The effects of metformin on inflammatory mediators in obese adolescents with insulin resistance: controlled randomized clinical trial

Objective: To compare serum concentrations of inflammatory cytokines, interleukin 6 (IL-6), high-sensitivity C-reactive protein (hs-CRP), adiponectin, and tumor necrosis factor alpha (TNF alpha), before and after 3 months treatment with metformin in obese adolescents with insulin resistance (IR). Design and subjects: This was a randomized, double-blinded, clinical trial of two groups of obese adolescents with IR, aged 9-18 years: a placebo group (n = 14) and a metformin group (n = 12) who received 500 mg metformin every 12 h for 3 months. Anthropometric and biochemical (metabolic and inflammatory cytokines) assessments were compared at the beginning and end of treatment.
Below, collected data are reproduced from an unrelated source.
use std::collections::VecDeque;
use std::path::Path;
use std::sync::atomic::{AtomicUsize, Ordering};
use std::sync::{Arc, Mutex};
use std::time::Duration;

use async_trait::async_trait;
use iptv_tuner::engine::{EngineError, OpenRequest, PlaybackEngine, PlaybackSession, PlayerEvent};
use iptv_tuner::probe::{ProbeSettings, TuningProbe};
use iptv_tuner::types::{Channel, TuneOutcome};

type Step = (Duration, PlayerEvent);

#[derive(Default)]
struct Counters {
    opened: AtomicUsize,
    closed: AtomicUsize,
    snapshots: AtomicUsize,
}

/// Engine whose sessions replay a fixed list of delayed events, then stay silent
struct ScriptedEngine {
    scripts: Mutex<VecDeque<Result<Vec<Step>, EngineError>>>,
    requests: Mutex<Vec<(String, String)>>,
    counters: Arc<Counters>,
}

impl ScriptedEngine {
    fn new(scripts: Vec<Result<Vec<Step>, EngineError>>) -> Self {
        Self {
            scripts: Mutex::new(scripts.into()),
            requests: Mutex::new(Vec::new()),
            counters: Arc::new(Counters::default()),
        }
    }

    fn single(steps: Vec<Step>) -> Self {
        Self::new(vec![Ok(steps)])
    }
}

#[async_trait]
impl PlaybackEngine for ScriptedEngine {
    async fn open(&self, request: OpenRequest<'_>) -> Result<Box<dyn PlaybackSession>, EngineError> {
        self.requests
            .lock()
            .unwrap()
            .push((request.url.to_string(), request.user_agent.to_string()));
        let steps = self.scripts.lock().unwrap().pop_front().expect("no script left")?;
        self.counters.opened.fetch_add(1, Ordering::SeqCst);
        Ok(Box::new(ScriptedSession {
            steps: steps.into(),
            counters: self.counters.clone(),
        }))
    }
}

struct ScriptedSession {
    steps: VecDeque<Step>,
    counters: Arc<Counters>,
}

#[async_trait]
impl PlaybackSession for ScriptedSession {
    async fn next_event(&mut self) -> Option<PlayerEvent> {
        match self.steps.pop_front() {
            Some((delay, event)) => {
                tokio::time::sleep(delay).await;
                Some(event)
            }
            None => std::future::pending().await,
        }
    }

    async fn snapshot(&mut self, path: &Path) -> Result<(), EngineError> {
        self.counters.snapshots.fetch_add(1, Ordering::SeqCst);
        tokio::fs::write(path, b"\x89PNG")
            .await
            .map_err(|e| EngineError::Snapshot(e.to_string()))
    }

    async fn close(self: Box<Self>) {
        self.counters.closed.fetch_add(1, Ordering::SeqCst);
    }
}

fn ms(v: u64) -> Duration {
    Duration::from_millis(v)
}

fn channel(name: &str) -> Channel {
    Channel {
        name: name.into(),
        group: "News".into(),
        stream_url: format!("http://server/{name}"),
    }
}

fn settings(timeout: Duration) -> ProbeSettings {
    ProbeSettings {
        timeout,
        min_playback: ms(200),
        user_agent: "TestAgent/1.0".into(),
        thumbnail_dir: None,
    }
}

#[tokio::test(start_paused = true)]
async fn records_elapsed_time_at_play_start() {
    let engine = ScriptedEngine::single(vec![
        (ms(800), PlayerEvent::Playing),
        (ms(100), PlayerEvent::Position(ms(100))),
        (ms(150), PlayerEvent::Position(ms(250))),
    ]);
    let probe = TuningProbe::new(&engine, settings(Duration::from_secs(3)));

    let result = probe.measure(&channel("B"), "run1").await.unwrap();
    assert_eq!(result.outcome, TuneOutcome::Tuned(ms(800)));
    assert_eq!(result.channel_name, "B");
    assert_eq!(result.run_label, "run1");
    assert!(result.notes.is_empty());
    assert_eq!(engine.counters.closed.load(Ordering::SeqCst), 1);

    let requests = engine.requests.lock().unwrap();
    assert_eq!(requests[0], ("http://server/B".to_string(), "TestAgent/1.0".to_string()));
}

#[tokio::test(start_paused = true)]
async fn no_play_start_within_timeout_is_a_failure() {
    let engine = ScriptedEngine::single(vec![(Duration::from_secs(5), PlayerEvent::Playing)]);
    let probe = TuningProbe::new(&engine, settings(Duration::from_secs(3)));

    let result = probe.measure(&channel("C"), "run1").await.unwrap();
    assert_eq!(result.outcome, TuneOutcome::TimedOut);
    assert_eq!(result.outcome.elapsed(), None);
    assert_eq!(result.notes, vec!["Player: Timed out".to_string()]);
    assert_eq!(engine.counters.closed.load(Ordering::SeqCst), 1);
}

#[tokio::test(start_paused = true)]
async fn play_start_just_after_deadline_times_out() {
    let engine = ScriptedEngine::single(vec![(ms(3_001), PlayerEvent::Playing)]);
    let probe = TuningProbe::new(&engine, settings(Duration::from_secs(3)));

    let result = probe.measure(&channel("C"), "run1").await.unwrap();
    assert_eq!(result.outcome, TuneOutcome::TimedOut);
}

#[tokio::test(start_paused = true)]
async fn transient_errors_are_tolerated() {
    let engine = ScriptedEngine::single(vec![
        (ms(100), PlayerEvent::TransientError("buffering".into())),
        (ms(200), PlayerEvent::TransientError("buffering".into())),
        (ms(400), PlayerEvent::Playing),
    ]);
    let probe = TuningProbe::new(&engine, settings(Duration::from_secs(3)));

    // No position reports: the confirmation window runs out without an error
    let result = probe.measure(&channel("A"), "run1").await.unwrap();
    assert_eq!(result.outcome, TuneOutcome::Tuned(ms(700)));
}

#[tokio::test(start_paused = true)]
async fn fatal_error_before_play_start() {
    let engine = ScriptedEngine::single(vec![(ms(500), PlayerEvent::FatalError("403 Forbidden".into()))]);
    let probe = TuningProbe::new(&engine, settings(Duration::from_secs(3)));

    let result = probe.measure(&channel("A"), "run1").await.unwrap();
    assert_eq!(result.outcome, TuneOutcome::StreamError("403 Forbidden".into()));
    assert_eq!(result.notes, vec!["Player: Stream error: 403 Forbidden".to_string()]);
    assert_eq!(engine.counters.closed.load(Ordering::SeqCst), 1);
}

#[tokio::test(start_paused = true)]
async fn fatal_error_during_confirmation_fails_the_channel() {
    let engine = ScriptedEngine::single(vec![
        (ms(500), PlayerEvent::Playing),
        (ms(50), PlayerEvent::Position(ms(40))),
        (ms(50), PlayerEvent::FatalError("decode error".into())),
    ]);
    let probe = TuningProbe::new(&engine, settings(Duration::from_secs(3)));

    let result = probe.measure(&channel("A"), "run1").await.unwrap();
    assert_eq!(result.outcome, TuneOutcome::StreamError("decode error".into()));
}

#[tokio::test(start_paused = true)]
async fn stream_ending_before_play_start_is_an_error() {
    let engine = ScriptedEngine::single(vec![(ms(300), PlayerEvent::Ended)]);
    let probe = TuningProbe::new(&engine, settings(Duration::from_secs(3)));

    let result = probe.measure(&channel("A"), "run1").await.unwrap();
    assert!(matches!(result.outcome, TuneOutcome::StreamError(_)));
}

#[tokio::test(start_paused = true)]
async fn thumbnails_only_for_playing_channels() {
    let dir = tempfile::tempdir().unwrap();
    let engine = ScriptedEngine::new(vec![
        Ok(vec![(ms(600), PlayerEvent::Playing), (ms(300), PlayerEvent::Position(ms(300)))]),
        Ok(vec![(ms(600), PlayerEvent::FatalError("gone".into()))]),
        Ok(vec![]),
    ]);
    let mut probe_settings = settings(Duration::from_secs(2));
    probe_settings.thumbnail_dir = Some(dir.path().join("thumbs"));
    let probe = TuningProbe::new(&engine, probe_settings);

    let playing = probe.measure(&channel("NPO1 ᴿᴬᵂ"), "run1").await.unwrap();
    let thumb = playing.thumbnail.expect("thumbnail for playing channel");
    assert!(thumb.exists());
    assert_eq!(thumb.parent(), Some(dir.path().join("thumbs").as_path()));
    let file_name = thumb.file_name().unwrap().to_string_lossy().into_owned();
    assert!(file_name.starts_with("NPO1_") && file_name.ends_with(".png"));
    assert_eq!(playing.channel_name, "NPO1");

    let errored = probe.measure(&channel("B"), "run1").await.unwrap();
    assert!(errored.thumbnail.is_none());
    let silent = probe.measure(&channel("C"), "run1").await.unwrap();
    assert_eq!(silent.outcome, TuneOutcome::TimedOut);
    assert!(silent.thumbnail.is_none());

    assert_eq!(engine.counters.snapshots.load(Ordering::SeqCst), 1);
    assert_eq!(engine.counters.opened.load(Ordering::SeqCst), 3);
    assert_eq!(engine.counters.closed.load(Ordering::SeqCst), 3);
}

#[tokio::test(start_paused = true)]
async fn unavailable_engine_aborts_the_run() {
    let engine = ScriptedEngine::new(vec![Err(EngineError::Unavailable("ffmpeg: not found".into()))]);
    let probe = TuningProbe::new(&engine, settings(Duration::from_secs(3)));

    let err = probe.measure(&channel("A"), "run1").await.unwrap_err();
    assert!(matches!(err, EngineError::Unavailable(_)));
}

#[tokio::test(start_paused = true)]
async fn open_failure_is_a_failed_cell() {
    let engine = ScriptedEngine::new(vec![Err(EngineError::Open("connection refused".into()))]);
    let probe = TuningProbe::new(&engine, settings(Duration::from_secs(3)));

    let result = probe.measure(&channel("A"), "run1").await.unwrap();
    assert!(matches!(result.outcome, TuneOutcome::StreamError(ref reason) if reason.contains("connection refused")));
    assert_eq!(engine.counters.closed.load(Ordering::SeqCst), 0);
}

#[tokio::test(start_paused = true)]
async fn elapsed_never_exceeds_timeout() {
    let timeout = Duration::from_secs(2);
    for play_at in [0, 1, 1_000, 1_999, 2_000] {
        let engine = ScriptedEngine::single(vec![(ms(play_at), PlayerEvent::Playing)]);
        let probe = TuningProbe::new(&engine, settings(timeout));
        let result = probe.measure(&channel("A"), "run1").await.unwrap();
        if let Some(elapsed) = result.outcome.elapsed() {
            assert!(elapsed <= timeout, "{elapsed:?} > {timeout:?}");
        }
    }
}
Results: After 3 months of treatment, body mass index (kg/m(2)) was reduced in both groups: placebo group (32.82+/-6.37-32.10+/-6.52; p = 0.011) and metformin group (33.44+/-5.82-32.71+/-5.77; p = 0.015). Serum fasting insulin concentrations (pmol/L) increased in the placebo group (189.45+/112.64-266.06+/167.79; p = 0.01) and showed a slight decrease in the metformin group (256.82+/113.89-229.25+/-86.53; p = 0.64). Adiponectin concentrations (mu g/mL) decreased in the placebo group (13.17+/7.31-5.65+/6.69; p = 0.02), while these remained stable in the metformin group (8.57+/3.98-7.86+/6.23; p = 0.64). In the metformin group, significant reductions were found in the variances of serum TNF alpha concentrations (p = 0.006; Levene test). Conclusion: These results suggest that treating obese adolescents with IR using metformin for 3 months is an option for patients without response to traditional lifestyle change because metformin improves inflammatory activity, which is an etiological factor in cardiovascular disease development.